Bij het opruimen van de mailbox troffen wij een oude hartekreet van Adrian Augier, geschreven ten tijde van de verkiezingen in St.Lucia enkele jaren geleden.
Vervang St.Lucia door Suriname, 2012 door 2015, en de hartekreet is zo van toepassing op Suriname.
VOTE RIGHT OR DIE
The Responsibility of Choice
So here I am, about 100 miles southeast of St. Lucia in an entirely different world. That world houses the Barbados Entrepreneurship Foundation. I have been invited to speak on public policy and entrepreneurial development.
This event is not bankrolled by government or any foreign funding agency, but by independent corporate entities and individuals committed to strategic advancement. The prospect of people-driven change attracts an admirable cross-section of professionals prepared to devote real time and energy.
The program runs on schedule. Presentations are concise and focused. No apologies, no excuses. The event is managed by a local foundation dependent on voluntary contributions, one paid employee, and a small army of highly motivated volunteers. They operate at a pace and standard which matches their global outlook.
They have benchmarks and defined deliverables. They are demonstrating transparency and holding themselves accountable for achieving specific milestones. There is no idle fluff here. Just a cohort of people so firmly coalesced around their goal that international friends in business, science, technology and academia are inspired to join them in their audacious venture: making Barbados the number one business hub in the world. No, not the region. The WORLD.

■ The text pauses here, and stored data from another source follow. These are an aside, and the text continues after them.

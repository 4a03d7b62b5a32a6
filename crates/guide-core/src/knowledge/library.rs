//! Single owner of the alias catalog, content pack, keyword KB and resolver index.
//!
//! Every mutating operation rebuilds the resolver index before it returns, so the index never
//! lags behind its sources.

use super::catalog::AliasCatalog;
use super::kb::KeywordKb;
use super::pack::{ContentPack, OutputUnit, PackLoadReport};
use super::normalize::normalize;
use crate::error::Result;
use crate::resolver::{KeywordResolver, Resolution};
use crate::shared::GuideConfig;
use serde::Serialize;
use std::path::PathBuf;

/// A local (pack or KB) answer, already rendered to output units.
#[derive(Debug, Clone, PartialEq, Eq, Serialize)]
#[serde(tag = "source", rename_all = "snake_case")]
pub enum LocalHit {
    Pack { key: String, units: Vec<OutputUnit> },
    Kb { key: String, units: Vec<OutputUnit> },
}

/// Counts reported by the status endpoint.
#[derive(Debug, Clone, Serialize)]
pub struct LibraryStatus {
    pub pack_dir: PathBuf,
    pub pack_entries: usize,
    pub kb_entries: usize,
    pub aliases: usize,
    pub index_terms: usize,
    pub fuzzy_threshold: f64,
}

pub struct Library {
    catalog: AliasCatalog,
    pack: ContentPack,
    kb: KeywordKb,
    resolver: KeywordResolver,
}

impl Library {
    /// Assembles a library from already-loaded parts and builds the index.
    pub fn new(
        catalog: AliasCatalog,
        pack: ContentPack,
        kb: KeywordKb,
        resolver: KeywordResolver,
    ) -> Self {
        let mut lib = Self {
            catalog,
            pack,
            kb,
            resolver,
        };
        lib.rebuild_index();
        lib
    }

    /// Loads every source named by `config`.
    pub fn open(config: &GuideConfig) -> (Self, PackLoadReport) {
        let catalog = AliasCatalog::open_path(&config.alias_path);
        let (pack, report) = ContentPack::open_path(&config.pack_dir);
        let kb = KeywordKb::open_path(&config.kb_path, &config.kb_image_dir);
        let resolver = KeywordResolver::new(config.fuzzy_threshold, config.fuzzy_candidates);
        (Self::new(catalog, pack, kb, resolver), report)
    }

    /// Full index rebuild. Registration order (later wins): wiki titles, KB, aliases, pack.
    pub fn rebuild_index(&mut self) {
        let wiki = self.catalog.wiki_titles();
        self.resolver
            .rebuild(&[&wiki, &self.kb, &self.catalog, &self.pack]);
        tracing::info!(target: "guide::library", terms = self.resolver.len(), "keyword index rebuilt");
    }

    pub fn catalog(&self) -> &AliasCatalog {
        &self.catalog
    }

    pub fn pack(&self) -> &ContentPack {
        &self.pack
    }

    pub fn kb(&self) -> &KeywordKb {
        &self.kb
    }

    pub fn resolver(&self) -> &KeywordResolver {
        &self.resolver
    }

    /// Resolves `raw`, falling back to the catalog's self-resolving alias lookup.
    /// Returns the resolution and the canonical term to look up.
    pub fn canonical_for(&self, raw: &str) -> (Resolution, String) {
        let resolution = self.resolver.resolve(raw);
        let canonical = match &resolution.canonical {
            Some(c) => c.clone(),
            None => self.catalog.resolve_alias(raw),
        };
        (resolution, canonical)
    }

    /// Pack first, then KB. A pack hit is final.
    pub fn lookup_local(&self, raw: &str, canonical: &str) -> Option<LocalHit> {
        if let Some(entry) = self
            .pack
            .match_term(canonical)
            .or_else(|| self.pack.match_term(raw))
        {
            return Some(LocalHit::Pack {
                key: entry.key.clone(),
                units: self.pack.render_blocks(entry),
            });
        }
        self.kb
            .lookup(canonical)
            .or_else(|| self.kb.lookup(raw))
            .map(|(key, entry)| LocalHit::Kb {
                key: key.to_string(),
                units: self.kb.render(entry),
            })
    }

    /// Direct wiki title for a query: catalog mapping on the raw query, then on the canonical
    /// term, then a resolver hit that came from the `wiki` source.
    pub fn wiki_title_for(&self, raw: &str, resolution: &Resolution, canonical: &str) -> Option<String> {
        self.catalog
            .wiki_title(raw)
            .or_else(|| self.catalog.wiki_title(canonical))
            .map(str::to_string)
            .or_else(|| {
                (resolution.source == "wiki")
                    .then(|| resolution.canonical.clone())
                    .flatten()
            })
    }

    pub fn add_alias(&mut self, alias: &str, target: &str) -> Result<()> {
        let res = self.catalog.add_alias(alias, target);
        self.rebuild_index();
        res
    }

    pub fn remove_alias(&mut self, alias: &str) -> Result<bool> {
        let res = self.catalog.remove_alias(alias);
        self.rebuild_index();
        res
    }

    pub fn reload_pack(&mut self) -> PackLoadReport {
        let report = self.pack.reload();
        self.rebuild_index();
        report
    }

    /// Re-reads catalog, KB and pack from storage.
    pub fn reload_all(&mut self) -> PackLoadReport {
        self.catalog.reload();
        self.kb.reload();
        let report = self.pack.reload();
        self.rebuild_index();
        report
    }

    /// Sorted pack keys whose normalized form starts with the normalized `prefix`.
    pub fn list_keys(&self, prefix: &str) -> Vec<String> {
        let prefix = normalize(prefix);
        self.pack
            .keys()
            .into_iter()
            .filter(|k| prefix.is_empty() || normalize(k).starts_with(&prefix))
            .collect()
    }

    pub fn status(&self) -> LibraryStatus {
        LibraryStatus {
            pack_dir: self.pack.pack_dir().to_path_buf(),
            pack_entries: self.pack.len(),
            kb_entries: self.kb.len(),
            aliases: self.catalog.len(),
            index_terms: self.resolver.len(),
            fuzzy_threshold: self.resolver.fuzzy_threshold(),
        }
    }
}

#[cfg(test)]
mod tests {
    use super::*;
    use std::path::Path;

    fn fixture(root: &Path) -> GuideConfig {
        let entries = root.join("pack").join("entries");
        std::fs::create_dir_all(&entries).unwrap();
        std::fs::write(
            entries.join("waterskin.md"),
            "---\nkey: Waterskin\naliases: [水壶]\n---\nCarries water.",
        )
        .unwrap();
        std::fs::write(
            root.join("kb.json"),
            r#"{"entries": {"Beer": {"answer": "Brewed from plants."}}}"#,
        )
        .unwrap();
        std::fs::write(
            root.join("aliases.json"),
            r#"{"aliases": {"skin": "Waterskin"}, "wiki": {"fort": "Fortress"}}"#,
        )
        .unwrap();
        GuideConfig {
            pack_dir: root.join("pack"),
            alias_path: root.join("aliases.json"),
            kb_path: root.join("kb.json"),
            kb_image_dir: root.join("images"),
            ..GuideConfig::default()
        }
    }

    #[test]
    fn index_covers_all_sources() {
        let dir = tempfile::tempdir().unwrap();
        let (lib, report) = Library::open(&fixture(dir.path()));
        assert!(report.is_success());

        let r = lib.resolver();
        assert_eq!(r.get("水壶").unwrap().source, "pack");
        assert_eq!(r.get("skin").unwrap().canonical, "Waterskin");
        assert_eq!(r.get("beer").unwrap().source, "kb");
        assert_eq!(r.get("fort").unwrap().source, "wiki");
    }

    #[test]
    fn lookup_prefers_pack_then_kb() {
        let dir = tempfile::tempdir().unwrap();
        let (lib, _) = Library::open(&fixture(dir.path()));

        let (_, canonical) = lib.canonical_for("Water");
        assert_eq!(canonical, "Waterskin");
        assert!(matches!(lib.lookup_local("Water", &canonical), Some(LocalHit::Pack { ref key, .. }) if key == "Waterskin"));

        let (_, canonical) = lib.canonical_for("beer");
        assert!(matches!(lib.lookup_local("beer", &canonical), Some(LocalHit::Kb { .. })));

        let (res, canonical) = lib.canonical_for("zzzz");
        assert!(!res.is_match());
        assert_eq!(canonical, "zzzz");
        assert!(lib.lookup_local("zzzz", &canonical).is_none());
    }

    #[test]
    fn mutations_rebuild_the_index() {
        let dir = tempfile::tempdir().unwrap();
        let cfg = fixture(dir.path());
        let (mut lib, _) = Library::open(&cfg);

        lib.add_alias("flask", "Waterskin").unwrap();
        assert_eq!(lib.resolver().get("flask").unwrap().canonical, "Waterskin");
        assert!(lib.remove_alias("flask").unwrap());
        assert!(lib.resolver().get("flask").is_none());

        std::fs::write(
            cfg.pack_dir.join("entries").join("pick.md"),
            "---\nkey: Pick\n---\nDigs.",
        )
        .unwrap();
        assert!(lib.resolver().get("pick").is_none());
        let report = lib.reload_pack();
        assert_eq!(report.entries_loaded, 2);
        assert!(lib.resolver().get("pick").is_some());
        assert_eq!(lib.list_keys("PI"), vec!["Pick".to_string()]);
        assert_eq!(lib.list_keys(""), vec!["Pick".to_string(), "Waterskin".to_string()]);
    }

    #[test]
    fn wiki_title_prefers_direct_mapping() {
        let dir = tempfile::tempdir().unwrap();
        let (lib, _) = Library::open(&fixture(dir.path()));
        let (res, canonical) = lib.canonical_for("fort");
        assert_eq!(lib.wiki_title_for("fort", &res, &canonical).as_deref(), Some("Fortress"));

        let (res, canonical) = lib.canonical_for("forty");
        assert_eq!(res.source, "wiki");
        assert_eq!(lib.wiki_title_for("forty", &res, &canonical).as_deref(), Some("Fortress"));
    }
}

And I am envious - in the most positive sense of the word - because this is all win-win, and because it is an epiphany to enter an environment where serious people are looking beyond an arbitrary limitation, changing the status quo, and claiming their future triumph.
Their deadline is 2020, the start of the next new decade. It is a mere eight years away. Yet they embrace the imperative of change knowing that better can and must indeed be done. I am proud to be among them, to be heard and have my thoughts considered. I congratulate them on being brave enough to identify what needs to change. They do not need my affirmation.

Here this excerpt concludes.